When you reach the line with "- Countdown-gated actions" in the listing below, transcribe it and each line after it up to and including the line with "pub mod prelude", exactly and with nothing else.

^^^^

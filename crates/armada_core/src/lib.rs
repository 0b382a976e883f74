//! # Armada Core
//!
//! Deterministic armament and combat resolution engine for a real-time
//! space-combat simulation.
//!
//! This crate contains **only** deterministic logic:
//! - No rendering
//! - No IO
//! - No system randomness
//! - No floating-point math (uses fixed-point)
//!
//! Rendering, audio, networking and unit movement consume what a tick
//! produces (positions, headings, [`effects::EffectTrigger`]s, advisory
//! messages) but contain none of its logic.
//!
//! ## Crate Structure
//!
//! - [`data`] - Definition tables and the validated [`data::Catalog`]
//! - [`components`] - Units, slot state and ballistic sub-entities
//! - [`registry`] - Id-keyed entity storage
//! - [`armament`] - Equip, frame and fire dispatch per armament kind
//! - [`ordnance`] - Projectile, missile, mine and collectable lifecycle
//! - [`combat`] - Shared damage, disable and impulse resolution
//! - [`delayed`] - Countdown-gated actions
//! - [`effects`] - Effect triggers, advisories and the mutation log
//! - [`simulation`] - World state and the tick driver
//! - [`math`] - Fixed-point math and steering geometry

#![forbid(unsafe_code)]
#![warn(missing_docs)]
#![warn(clippy::all, clippy::pedantic)]

pub mod armament;
pub mod combat;
pub mod components;
pub mod config;
pub mod data;
pub mod delayed;
pub mod effects;
pub mod error;
pub mod math;
pub mod ordnance;
pub mod registry;
pub mod simulation;

/// Re-export commonly used types
pub mod prelude {
    pub use crate::components::*;
    pub use crate::config::EngineConfig;
    pub use crate::data::{
        ArmamentBehavior, ArmamentDef, Catalog, CatalogData, SlotKind, Targeting, UnitDef, Usage,
    };
    pub use crate::effects::{Anchor, EffectId, EffectTrigger, FlashMessage, TickOutput};
    pub use crate::error::{GameError, Result};
    pub use crate::math::{Fixed, Vec2Fixed};
    pub use crate::simulation::{Simulation, World};
}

^^^^

■ Task output
//! - [`delayed`] - Countdown-gated actions
//! - [`effects`] - Effect triggers, advisories and the mutation log
//! - [`simulation`] - World state and the tick driver
//! - [`math`] - Fixed-point math and steering geometry

#![forbid(unsafe_code)]
#![warn(missing_docs)]
#![warn(clippy::all, clippy::pedantic)]

pub mod armament;
pub mod combat;
pub mod components;
pub mod config;
pub mod data;
pub mod delayed;
pub mod effects;
pub mod error;
pub mod math;
pub mod ordnance;
pub mod registry;
pub mod simulation;

/// Re-export commonly used types
pub mod prelude {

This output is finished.